Saved entries:
+++++

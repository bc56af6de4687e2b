//! Runs the end-to-end suite against an in-memory backend.

use lifex::testing::{RecordingSender, TestContext};
use lifex::{App, AppConfig, gateway::MemoryBackend};
use reqwest::Client;

struct MemoryContext {
    config: AppConfig,
    backend: MemoryBackend,
    mailbox: RecordingSender,
}

impl TestContext for MemoryContext {
    type Backend = MemoryBackend;

    async fn spawn() -> (String, Client, Self) {
        let config = AppConfig {
            jwt_secret: "memory-suite-secret-0123456789abcdef".to_string(),
            email_link_base_url: Some("http://lifex.test".to_string()),
            email_from: Some("LifeX <hello@lifex.test>".to_string()),
            cookie_secure: false,
            ..Default::default()
        };
        let backend = MemoryBackend::new();
        let mailbox = RecordingSender::new();

        let app = App::new(config.clone(), backend.clone())
            .expect("valid config")
            .with_email_sender(mailbox.clone());

        let listener = tokio::net::TcpListener::bind("127.0.0.1:0")
            .await
            .expect("bind test listener");
        let addr = listener.local_addr().expect("local addr");

        tokio::spawn(async move {
            axum::serve(listener, app.router())
                .await
                .expect("test server");
        });

        (
            format!("http://{addr}"),
            Client::new(),
            Self {
                config,
                backend,
                mailbox,
            },
        )
    }

    fn config(&self) -> &AppConfig {
        &self.config
    }

    fn backend(&self) -> &MemoryBackend {
        &self.backend
    }

    fn mailbox(&self) -> &RecordingSender {
        &self.mailbox
    }

    async fn token_expire(&self, token_hash: &str) {
        self.backend.token_expire(token_hash);
    }
}

lifex::test_suite!(MemoryContext);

+++++

## [Required work]
Exact reproduction of every entry is needed.

## [Output]
repository bc56af6de4687e2b
//! Runs the end-to-end suite against an in-memory backend.

use lifex::testing::{RecordingSender, TestContext};
use lifex::{App, AppConfig, gateway::MemoryBackend};
use reqwest::Client;

struct MemoryContext {
    config: AppConfig,
    backend: MemoryBackend,
    mailbox: RecordingSender,
}

impl TestContext for MemoryContext {
    type Backend = MemoryBackend;

    async fn spawn() -> (String, Client, Self) {
        let config = AppConfig {
            jwt_secret: "memory-suite-secret-0123456789abcdef".to_string(),
            email_link_base_url: Some("http://lifex.test".to_string()),
            email_from: Some("LifeX <hello@lifex.test>".to_string()),
            cookie_secure: false,
            ..Default::default()
        };
        let backend = MemoryBackend::new();
        let mailbox = RecordingSender::new();

        let app = App::new(config.clone(), backend.clone())
            .expect("valid config")
            .with_email_sender(mailbox.clone());

        let listener = tokio::net::TcpListener::bind("127.0.0.1:0")
            .await
            .expect("bind test listener");
        let addr = listener.local_addr().expect("local addr");

        tokio::spawn(async move {
            axum::serve(listener, app.router())
                .await
                .expect("test server");
        });

        (
            format!("http://{addr}"),
            Client::new(),
            Self {
                config,
                backend,
                mailbox,
            },
        )
    }

    fn config(&self) -> &AppConfig {
        &self.config
    }

    fn backend(&self) -> &MemoryBackend {
        &self.backend
    }

    fn mailbox(&self) -> &RecordingSender {
        &self.mailbox
    }

    async fn token_expire(&self, token_hash: &str) {
        self.backend.token_expire(token_hash);
    }
}

lifex::test_suite!(MemoryContext);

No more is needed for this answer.